Train More for Better Transparency in the Railways

A PIO recently revealed the cost of installing selfie booths at select railway stations with a cut-out of PM Modi.

13 min read
Hindi Female

All is not well with the Indian Railways, it seems. Recently, Loco Pilots belonging to the All India Loco Running Staff Association, submitted a detailed memorandum to the General Manager, South Zone demanding restriction of duty hours from the present 11/12 hours per person to the 10 hours stipulated in the rule book. Further, quoting from the International Labour Organisation (ILO) Convention R161 of 1979, they have demanded a weekly rest day available to all other workers of the national passenger-and-goods-transportation behemoth. More poignantly, they have also sought a reduction in the duration of their outstation stay from 72 hours to 48 hours to enable them to spend enough time with their families as other workers do.

How the Railways Ministry, which is increasingly catering to the better-off segments of society with Vande Bharat Expresses and their like at the expense of the aam janta which travels in the choc-a-bloc General Class and Sleeper Coaches- will respond to these demands, remains to be seen. Lest we forget, these ‘engine drivers’ keep India i.e., Bharat — from Kashmir to Kanyakumari — well connected and sufficiently provisioned but whose names we never get to know as there are no cabin crew announcements like those made on commercial flights. Their legitimate demands deserve attention and appropriate action.


But this piece is not about the labour woes of the Indian Railways. The top-level managers of this Lifeline to the Nation have suddenly become very concerned about its diminishing track record of transparency. A cautionary directive issued by the Secretary of the Railway Board towards the fag-end of 2023, requires all replies of public information officers (PIOs) to citizens under The Right to Information Act, 2005 (RTI Act) to be cleared by General Managers at the Zonal level and by Divisional Railway Managers (DRMs) at the Divisional level. Likewise, all decisions on first appeals issued by the designated first appellate authorities (FAAs) will have to be vetted by these very officers before they are despatched.

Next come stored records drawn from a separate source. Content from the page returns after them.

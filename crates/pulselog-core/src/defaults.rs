//! Centralized default constants for pulselog.
//!
//! **This module is the single source of truth** for shared default values.
//! All crates reference these constants instead of defining their own magic
//! numbers.

// =============================================================================
// PAGINATION
// =============================================================================

/// Rows per page for the authenticated history listing.
pub const PAGE_SIZE: i64 = 20;

// =============================================================================
// QUERY ROW CAPS
// =============================================================================

/// Row cap for the interactive search endpoint.
pub const SEARCH_RESULT_LIMIT: i64 = 100;

/// Row cap for the public filtered API listing.
pub const API_RESULT_LIMIT: i64 = 200;

/// Longest free-text criterion accepted by the normalizer (chars).
pub const MAX_FREE_TEXT_LEN: usize = 200;

// =============================================================================
// SUGGESTIONS
// =============================================================================

/// Default exercise-suggestion provider endpoint.
pub const EXERCISE_API_BASE: &str = "https://api.api-ninjas.com/v1";

/// Hard deadline for one suggestion request (seconds).
pub const SUGGEST_TIMEOUT_SECS: u64 = 5;

/// Maximum suggestions returned per request.
pub const SUGGEST_LIMIT: usize = 3;

// =============================================================================
// TEXT NORMALIZATION
// =============================================================================

/// Normalized text below this many chars is unusable and becomes empty.
pub const NORMALIZED_MIN_LEN: usize = 5;

/// Normalized text above this many chars is truncated with an ellipsis marker.
pub const NORMALIZED_MAX_LEN: usize = 100;

// =============================================================================
// RATE LIMITING
// =============================================================================

/// Public API rate limit: requests allowed per window.
pub const API_RATE_LIMIT_REQUESTS: u32 = 60;

/// Public API rate limit window (seconds).
pub const API_RATE_LIMIT_PERIOD_SECS: u64 = 60;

Explaining the basis for this missive, the directive pointed to the deteriorating quality of RTI replies given by Zonal offices and field units and their frequent failure to adhere to statutory timelines while so doing. These factors are apparently leading to an increase in the number of appeals filed before the FAAs and the Central Information Commission (CIC)- the second and final appellate authority under the RTI Act. Consequently, the Railways as an ‘Organisation’ was earning ‘disrepute’, the Secretary lamented.

The mass media labelled this internal directive, a knee-jerk response to the disclosure of certain information under the RTI Act which seems to have caused quite a bit of discomfort in multiple quarters in New Delhi. A PIO of the Central Railways (CR) revealed the cost of installing selfie points and selfie booths at select railway stations where passengers and visitors may click pictures of themselves alongside a cut-out of Prime Minister Narendra Modi, amongst other symbols of national pride displayed prominently on the platform. Interestingly, the RTI application was filed by a former employee of the Indian Railways. Opposition leaders criticised the expenditure on selfie points as a brazen waste of taxpayers’ money which could have been better deployed to improve the services provided to customers.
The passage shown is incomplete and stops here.